* [Stored data entries]:
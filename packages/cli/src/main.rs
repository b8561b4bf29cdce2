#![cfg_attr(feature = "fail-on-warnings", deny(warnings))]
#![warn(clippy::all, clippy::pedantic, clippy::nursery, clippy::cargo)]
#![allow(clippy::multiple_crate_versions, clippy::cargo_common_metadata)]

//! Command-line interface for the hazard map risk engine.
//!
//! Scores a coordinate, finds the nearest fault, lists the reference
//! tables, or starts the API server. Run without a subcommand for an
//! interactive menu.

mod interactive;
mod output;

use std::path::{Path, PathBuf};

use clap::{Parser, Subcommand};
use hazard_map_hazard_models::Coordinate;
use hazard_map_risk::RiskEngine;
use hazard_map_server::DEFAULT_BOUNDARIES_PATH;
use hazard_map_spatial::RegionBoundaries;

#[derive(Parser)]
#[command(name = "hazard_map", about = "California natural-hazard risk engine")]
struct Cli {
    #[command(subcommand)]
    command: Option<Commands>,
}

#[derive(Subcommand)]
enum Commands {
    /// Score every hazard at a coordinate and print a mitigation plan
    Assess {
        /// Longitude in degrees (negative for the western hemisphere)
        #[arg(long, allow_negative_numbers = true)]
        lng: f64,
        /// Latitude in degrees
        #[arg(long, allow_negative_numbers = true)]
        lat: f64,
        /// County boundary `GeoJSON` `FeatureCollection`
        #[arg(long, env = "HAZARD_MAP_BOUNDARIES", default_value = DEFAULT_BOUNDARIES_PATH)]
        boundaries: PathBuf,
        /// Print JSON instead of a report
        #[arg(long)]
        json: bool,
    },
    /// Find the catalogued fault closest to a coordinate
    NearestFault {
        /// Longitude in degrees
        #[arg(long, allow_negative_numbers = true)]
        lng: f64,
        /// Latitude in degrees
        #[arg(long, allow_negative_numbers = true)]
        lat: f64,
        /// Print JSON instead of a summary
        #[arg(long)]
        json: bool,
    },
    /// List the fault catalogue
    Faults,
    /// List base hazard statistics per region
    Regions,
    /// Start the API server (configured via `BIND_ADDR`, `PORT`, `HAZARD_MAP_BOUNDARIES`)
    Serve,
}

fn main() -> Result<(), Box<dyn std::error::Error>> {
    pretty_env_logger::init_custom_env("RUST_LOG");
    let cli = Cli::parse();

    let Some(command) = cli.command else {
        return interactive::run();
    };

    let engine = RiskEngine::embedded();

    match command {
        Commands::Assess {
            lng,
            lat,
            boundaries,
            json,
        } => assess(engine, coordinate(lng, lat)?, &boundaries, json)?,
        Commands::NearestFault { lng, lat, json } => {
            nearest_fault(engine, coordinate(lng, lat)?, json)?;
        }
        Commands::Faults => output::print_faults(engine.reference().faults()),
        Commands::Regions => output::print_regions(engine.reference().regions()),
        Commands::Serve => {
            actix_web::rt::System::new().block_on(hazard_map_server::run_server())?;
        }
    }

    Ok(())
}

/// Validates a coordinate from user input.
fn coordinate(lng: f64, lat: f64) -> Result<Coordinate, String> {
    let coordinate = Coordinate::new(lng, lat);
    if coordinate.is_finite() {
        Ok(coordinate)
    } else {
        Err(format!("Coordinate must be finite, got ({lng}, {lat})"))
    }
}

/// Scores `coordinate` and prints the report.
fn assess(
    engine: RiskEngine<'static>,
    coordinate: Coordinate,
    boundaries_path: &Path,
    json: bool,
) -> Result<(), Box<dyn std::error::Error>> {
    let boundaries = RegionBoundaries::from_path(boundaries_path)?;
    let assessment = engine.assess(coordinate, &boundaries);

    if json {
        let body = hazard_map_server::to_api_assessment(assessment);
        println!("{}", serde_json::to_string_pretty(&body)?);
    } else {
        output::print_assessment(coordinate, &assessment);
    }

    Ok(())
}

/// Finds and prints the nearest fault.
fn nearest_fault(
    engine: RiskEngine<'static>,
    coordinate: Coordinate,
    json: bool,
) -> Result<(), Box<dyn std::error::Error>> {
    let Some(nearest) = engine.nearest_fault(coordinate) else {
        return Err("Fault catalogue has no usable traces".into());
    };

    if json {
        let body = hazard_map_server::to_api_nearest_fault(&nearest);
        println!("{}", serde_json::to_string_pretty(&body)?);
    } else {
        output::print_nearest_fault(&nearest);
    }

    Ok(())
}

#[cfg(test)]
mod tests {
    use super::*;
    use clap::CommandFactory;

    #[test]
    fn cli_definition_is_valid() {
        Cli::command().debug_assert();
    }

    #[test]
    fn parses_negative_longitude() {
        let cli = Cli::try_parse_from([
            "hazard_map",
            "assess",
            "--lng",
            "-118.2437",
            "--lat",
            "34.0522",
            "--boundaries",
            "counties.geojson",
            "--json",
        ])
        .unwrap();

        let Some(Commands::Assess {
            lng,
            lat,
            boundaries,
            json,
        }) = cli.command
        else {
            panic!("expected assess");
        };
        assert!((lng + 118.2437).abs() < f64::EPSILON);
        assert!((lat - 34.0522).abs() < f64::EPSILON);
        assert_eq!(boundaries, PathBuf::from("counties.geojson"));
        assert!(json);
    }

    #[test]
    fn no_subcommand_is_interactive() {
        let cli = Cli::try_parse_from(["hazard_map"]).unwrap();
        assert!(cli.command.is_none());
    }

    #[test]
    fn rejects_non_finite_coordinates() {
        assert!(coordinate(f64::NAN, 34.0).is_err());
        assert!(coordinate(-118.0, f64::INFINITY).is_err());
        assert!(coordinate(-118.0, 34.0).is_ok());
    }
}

* [Task item]:
Each record shown above must be printed once more, exactly.

* [Answer space]:
filename packages/cli/src/main.rs
repository b8561b4bf29cdce2
#![cfg_attr(feature = "fail-on-warnings", deny(warnings))]
#![warn(clippy::all, clippy::pedantic, clippy::nursery, clippy::cargo)]
#![allow(clippy::multiple_crate_versions, clippy::cargo_common_metadata)]

//! Command-line interface for the hazard map risk engine.
//!
//! Scores a coordinate, finds the nearest fault, lists the reference
//! tables, or starts the API server. Run without a subcommand for an
//! interactive menu.

mod interactive;
mod output;

use std::path::{Path, PathBuf};

use clap::{Parser, Subcommand};
use hazard_map_hazard_models::Coordinate;
use hazard_map_risk::RiskEngine;
use hazard_map_server::DEFAULT_BOUNDARIES_PATH;
use hazard_map_spatial::RegionBoundaries;

#[derive(Parser)]
#[command(name = "hazard_map", about = "California natural-hazard risk engine")]
struct Cli {
    #[command(subcommand)]
    command: Option<Commands>,
}

#[derive(Subcommand)]
enum Commands {
    /// Score every hazard at a coordinate and print a mitigation plan
    Assess {
        /// Longitude in degrees (negative for the western hemisphere)
        #[arg(long, allow_negative_numbers = true)]
        lng: f64,
        /// Latitude in degrees
        #[arg(long, allow_negative_numbers = true)]
        lat: f64,
        /// County boundary `GeoJSON` `FeatureCollection`
        #[arg(long, env = "HAZARD_MAP_BOUNDARIES", default_value = DEFAULT_BOUNDARIES_PATH)]
        boundaries: PathBuf,
        /// Print JSON instead of a report
        #[arg(long)]
        json: bool,
    },
    /// Find the catalogued fault closest to a coordinate
    NearestFault {
        /// Longitude in degrees
        #[arg(long, allow_negative_numbers = true)]
        lng: f64,
        /// Latitude in degrees
        #[arg(long, allow_negative_numbers = true)]
        lat: f64,
        /// Print JSON instead of a summary
        #[arg(long)]
        json: bool,
    },
    /// List the fault catalogue
    Faults,
    /// List base hazard statistics per region
    Regions,
    /// Start the API server (configured via `BIND_ADDR`, `PORT`, `HAZARD_MAP_BOUNDARIES`)
    Serve,
}

fn main() -> Result<(), Box<dyn std::error::Error>> {
    pretty_env_logger::init_custom_env("RUST_LOG");
    let cli = Cli::parse();

    let Some(command) = cli.command else {
        return interactive::run();
    };

    let engine = RiskEngine::embedded();

    match command {
        Commands::Assess {
            lng,
            lat,
            boundaries,
            json,
        } => assess(engine, coordinate(lng, lat)?, &boundaries, json)?,
        Commands::NearestFault { lng, lat, json } => {
            nearest_fault(engine, coordinate(lng, lat)?, json)?;
        }
        Commands::Faults => output::print_faults(engine.reference().faults()),
        Commands::Regions => output::print_regions(engine.reference().regions()),
        Commands::Serve => {
            actix_web::rt::System::new().block_on(hazard_map_server::run_server())?;
        }
    }

    Ok(())
}

/// Validates a coordinate from user input.
fn coordinate(lng: f64, lat: f64) -> Result<Coordinate, String> {
    let coordinate = Coordinate::new(lng, lat);
    if coordinate.is_finite() {
        Ok(coordinate)
    } else {
        Err(format!("Coordinate must be finite, got ({lng}, {lat})"))
    }
}

/// Scores `coordinate` and prints the report.
fn assess(
    engine: RiskEngine<'static>,
    coordinate: Coordinate,
    boundaries_path: &Path,
    json: bool,
) -> Result<(), Box<dyn std::error::Error>> {
    let boundaries = RegionBoundaries::from_path(boundaries_path)?;
    let assessment = engine.assess(coordinate, &boundaries);

    if json {
        let body = hazard_map_server::to_api_assessment(assessment);
        println!("{}", serde_json::to_string_pretty(&body)?);
    } else {
        output::print_assessment(coordinate, &assessment);
    }

    Ok(())
}

/// Finds and prints the nearest fault.
fn nearest_fault(
    engine: RiskEngine<'static>,
    coordinate: Coordinate,
    json: bool,
) -> Result<(), Box<dyn std::error::Error>> {
    let Some(nearest) = engine.nearest_fault(coordinate) else {
        return Err("Fault catalogue has no usable traces".into());
    };

    if json {
        let body = hazard_map_server::to_api_nearest_fault(&nearest);
        println!("{}", serde_json::to_string_pretty(&body)?);
    } else {
        output::print_nearest_fault(&nearest);
    }

    Ok(())
}

#[cfg(test)]
mod tests {
    use super::*;
    use clap::CommandFactory;

    #[test]
    fn cli_definition_is_valid() {
        Cli::command().debug_assert();
    }

    #[test]
    fn parses_negative_longitude() {
        let cli = Cli::try_parse_from([
            "hazard_map",
            "assess",
            "--lng",
            "-118.2437",
            "--lat",
            "34.0522",
            "--boundaries",
            "counties.geojson",
            "--json",
        ])
        .unwrap();

        let Some(Commands::Assess {
            lng,
            lat,
            boundaries,
            json,
        }) = cli.command
        else {
            panic!("expected assess");
        };
        assert!((lng + 118.2437).abs() < f64::EPSILON);
        assert!((lat - 34.0522).abs() < f64::EPSILON);
        assert_eq!(boundaries, PathBuf::from("counties.geojson"));
        assert!(json);
    }

    #[test]
    fn no_subcommand_is_interactive() {
        let cli = Cli::try_parse_from(["hazard_map"]).unwrap();
        assert!(cli.command.is_none());
    }

    #[test]
    fn rejects_non_finite_coordinates() {
        assert!(coordinate(f64::NAN, 34.0).is_err());
        assert!(coordinate(-118.0, f64::INFINITY).is_err());
        assert!(coordinate(-118.0, 34.0).is_ok());
    }
}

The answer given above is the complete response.